:: THE TASK ::
Copy all lines containing the string "FromStr" from the records below.

[Stored data entries]
=====
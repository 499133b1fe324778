//! Trajectory compiler
//!
//! Apparent motion along a list of waypoints. Each waypoint is either a
//! physical actuator or a continuous position rendered as a phantom.
//!
//! Onsets follow the stimulus-onset-asynchrony model
//!
//! ```text
//! soa = slope * step_duration_s + base_s
//! ```
//!
//! accumulated after every waypoint, so each step starts `soa` seconds after
//! the previous one regardless of how far apart the waypoints are.
//!
//! When the SOA is shorter than a step, consecutive steps overlap. An
//! actuator shared by both is restarted with the new duty and its earlier
//! stop is dropped, so it stays on until the later step ends.

use super::basic::compile_sequential;
use super::{delay_u32, PatternError};
use crate::config::defaults::{MAX_RESAMPLE_POINTS, SEQUENTIAL_PAUSE_RATIO, SOA_BASE_S, SOA_SLOPE};
use crate::phantom::{PhantomResult, PhantomSynthesizer};
use crate::protocol::DutyScale;
use crate::types::{ActuatorId, LogicalCommand, Position};
use serde::{Deserialize, Serialize};
use std::collections::{HashMap, HashSet};
use std::str::FromStr;
use thiserror::Error;
use tracing::debug;

// ============================================================================
// Waypoints
// ============================================================================

#[derive(Debug, Clone, Copy, PartialEq, Serialize, Deserialize)]
#[serde(untagged)]
pub enum Waypoint {
    Actuator(ActuatorId),
    Point(Position),
}

impl From<ActuatorId> for Waypoint {
    fn from(id: ActuatorId) -> Self {
        Waypoint::Actuator(id)
    }
}

impl From<Position> for Waypoint {
    fn from(position: Position) -> Self {
        Waypoint::Point(position)
    }
}

#[derive(Debug, Clone, PartialEq, Eq, Error)]
#[error("Invalid waypoint '{0}': expected an actuator id or 'x,y'")]
pub struct WaypointParseError(pub String);

/// `"5"` is actuator 5, `"30,45.5"` is a continuous point.
impl FromStr for Waypoint {
    type Err = WaypointParseError;

    fn from_str(s: &str) -> Result<Self, Self::Err> {
        let token = s.trim();
        let invalid = || WaypointParseError(token.to_string());

        match token.split_once(',') {
            Some((x, y)) => {
                let x: f64 = x.trim().parse().map_err(|_| invalid())?;
                let y: f64 = y.trim().parse().map_err(|_| invalid())?;
                let position = Position::new(x, y);
                if !position.is_finite() {
                    return Err(invalid());
                }
                Ok(Waypoint::Point(position))
            }
            None => token.parse().map(Waypoint::Actuator).map_err(|_| invalid()),
        }
    }
}

// ============================================================================
// Timing
// ============================================================================

/// Stimulus-onset-asynchrony constants, empirically fit.
#[derive(Debug, Clone, Copy, PartialEq, Serialize, Deserialize)]
pub struct SoaModel {
    pub slope: f64,
    pub base_s: f64,
}

impl SoaModel {
    pub fn soa_s(&self, step_duration_s: f64) -> f64 {
        self.slope * step_duration_s + self.base_s
    }
}

impl Default for SoaModel {
    fn default() -> Self {
        Self {
            slope: SOA_SLOPE,
            base_s: SOA_BASE_S,
        }
    }
}

/// Densify long continuous segments before rendering.
///
/// A segment whose travel time `distance / speed` exceeds `max_interval_s`
/// gets `ceil(time / max_interval_s) - 1` evenly spaced points inserted,
/// at most `MAX_RESAMPLE_POINTS` per segment.
#[derive(Debug, Clone, Copy, PartialEq, Serialize, Deserialize)]
pub struct Resampling {
    pub max_interval_s: f64,
    /// Layout units per second.
    pub speed: f64,
}

impl Resampling {
    fn inserted_points(&self, from: Position, to: Position) -> Result<Vec<Position>, PatternError> {
        let travel_s = from.distance_to(to) / self.speed;
        if travel_s.is_nan() || travel_s <= self.max_interval_s {
            return Ok(Vec::new());
        }
        let segments = (travel_s / self.max_interval_s).ceil();
        if segments.is_nan() || segments - 1.0 > MAX_RESAMPLE_POINTS as f64 {
            return Err(PatternError::ResampleTooDense {
                points: (segments - 1.0) as u64,
                limit: MAX_RESAMPLE_POINTS,
            });
        }
        let n = segments as u32;
        Ok((1..n)
            .map(|j| from.lerp(to, f64::from(j) / f64::from(n)))
            .collect())
    }
}

// ============================================================================
// Compiler
// ============================================================================

/// Waypoint after layout resolution.
#[derive(Debug, Clone, Copy)]
enum Stop {
    Exact(ActuatorId, Position),
    Phantom(Position),
}

impl Stop {
    fn position(self) -> Position {
        match self {
            Stop::Exact(_, p) | Stop::Phantom(p) => p,
        }
    }
}

/// Trajectory compiler bound to one layout, triangulation and duty scale.
#[derive(Debug, Clone, Copy)]
pub struct TrajectoryCompiler<'a> {
    synthesizer: PhantomSynthesizer<'a>,
    duty: DutyScale,
    soa: SoaModel,
    pause_ratio: f64,
    resampling: Option<Resampling>,
}

impl<'a> TrajectoryCompiler<'a> {
    pub fn new(synthesizer: PhantomSynthesizer<'a>, duty: DutyScale) -> Self {
        Self {
            synthesizer,
            duty,
            soa: SoaModel::default(),
            pause_ratio: SEQUENTIAL_PAUSE_RATIO,
            resampling: None,
        }
    }

    pub fn with_soa(mut self, soa: SoaModel) -> Self {
        self.soa = soa;
        self
    }

    /// Pause between steps, as a fraction of the step duration, used when
    /// every waypoint is a physical actuator.
    pub fn with_pause_ratio(mut self, ratio: f64) -> Self {
        self.pause_ratio = ratio;
        self
    }

    pub fn with_resampling(mut self, resampling: Option<Resampling>) -> Self {
        self.resampling = resampling;
        self
    }

    /// Compile a trajectory into commands sorted by `delay_ms`.
    ///
    /// Fewer than two waypoints yield no commands. When every waypoint is an
    /// actuator id the result is a sequential pattern and no phantom is
    /// synthesized.
    pub fn compile(
        &self,
        waypoints: &[Waypoint],
        intensity: f64,
        freq_index: u8,
        step_duration_s: f64,
    ) -> Result<Vec<LogicalCommand>, PatternError> {
        if waypoints.len() < 2 {
            return Ok(Vec::new());
        }
        if !(step_duration_s.is_finite() && step_duration_s > 0.0) {
            return Err(PatternError::InvalidStepDuration(step_duration_s));
        }
        if !intensity.is_finite() {
            return Err(PatternError::InvalidIntensity(intensity));
        }

        let stops = self.resolve(waypoints)?;
        let duration_ms = seconds_to_ms(step_duration_s)?;

        if stops.iter().all(|s| matches!(s, Stop::Exact(..))) {
            let ids: Vec<ActuatorId> = stops
                .iter()
                .filter_map(|s| match s {
                    Stop::Exact(id, _) => Some(*id),
                    Stop::Phantom(_) => None,
                })
                .collect();
            let pause_ms = (f64::from(duration_ms) * self.pause_ratio).round();
            let pause_ms = delay_u32("trajectory", pause_ms.max(0.0) as u64)?;
            debug!(
                waypoints = ids.len(),
                duration_ms = duration_ms,
                pause_ms = pause_ms,
                "Trajectory has only physical actuators; compiling as sequential"
            );
            return compile_sequential(&ids, self.duty.duty_for(intensity), freq_index, duration_ms, pause_ms);
        }

        let soa_s = self.soa.soa_s(step_duration_s);
        if !(soa_s.is_finite() && soa_s >= 0.0) {
            return Err(PatternError::InvalidSoa(soa_s));
        }
        let stops = self.densify(stops)?;
        let mut onset_s = 0.0;
        let mut commands: Vec<LogicalCommand> = Vec::with_capacity(stops.len() * 6);
        // Index of each actuator's latest stop, and stops a restart overrides.
        let mut pending_stop: HashMap<ActuatorId, usize> = HashMap::new();
        let mut superseded: HashSet<usize> = HashSet::new();

        for stop in &stops {
            let rendered = match *stop {
                Stop::Exact(id, _) => PhantomResult::single(id, intensity),
                Stop::Phantom(p) => self.synthesizer.synthesize(p, intensity)?,
            };
            let on = seconds_to_ms(onset_s)?;
            let off = seconds_to_ms(onset_s + step_duration_s)?;
            for c in rendered.iter() {
                if let Some(&i) = pending_stop.get(&c.actuator) {
                    if commands[i].delay_ms >= on {
                        superseded.insert(i);
                    }
                }
                commands.push(LogicalCommand::start(
                    c.actuator,
                    self.duty.duty_for(c.intensity),
                    freq_index,
                    on,
                ));
                commands.push(LogicalCommand::stop(c.actuator, off));
                pending_stop.insert(c.actuator, commands.len() - 1);
            }
            onset_s += soa_s;
        }

        let mut commands: Vec<LogicalCommand> = commands
            .into_iter()
            .enumerate()
            .filter(|(i, _)| !superseded.contains(i))
            .map(|(_, c)| c)
            .collect();
        // Stable: same-delay commands keep their generation order.
        commands.sort_by_key(|c| c.delay_ms);

        debug!(
            waypoints = waypoints.len(),
            rendered_steps = stops.len(),
            commands = commands.len(),
            merged_stops = superseded.len(),
            soa_ms = soa_s * 1000.0,
            "Trajectory compiled"
        );

        Ok(commands)
    }

    fn resolve(&self, waypoints: &[Waypoint]) -> Result<Vec<Stop>, PatternError> {
        let layout = self.synthesizer.layout();
        waypoints
            .iter()
            .map(|w| match *w {
                Waypoint::Actuator(id) => layout
                    .position(id)
                    .map(|p| Stop::Exact(id, p))
                    .ok_or(PatternError::UnknownActuator { id }),
                Waypoint::Point(p) => Ok(Stop::Phantom(p)),
            })
            .collect()
    }

    fn densify(&self, stops: Vec<Stop>) -> Result<Vec<Stop>, PatternError> {
        let Some(resampling) = self.resampling else {
            return Ok(stops);
        };

        let mut out = Vec::with_capacity(stops.len());
        for (i, stop) in stops.iter().enumerate() {
            if i > 0 {
                let from = stops[i - 1].position();
                out.extend(
                    resampling
                        .inserted_points(from, stop.position())?
                        .into_iter()
                        .map(Stop::Phantom),
                );
            }
            out.push(*stop);
        }
        Ok(out)
    }
}

/// Seconds to whole milliseconds, rounded to nearest.
fn seconds_to_ms(seconds: f64) -> Result<u32, PatternError> {
    let ms = (seconds * 1000.0).round();
    if ms.is_nan() || ms < 0.0 {
        return Err(PatternError::NegativeDelay {
            pattern: "trajectory",
            delay_ms: ms,
        });
    }
    if ms > f64::from(u32::MAX) {
        return Err(PatternError::DelayOverflow {
            pattern: "trajectory",
            delay_ms: ms as u64,
        });
    }
    Ok(ms as u32)
}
=====
:: WORKED SOLUTION ::
use std::str::FromStr;
impl FromStr for Waypoint {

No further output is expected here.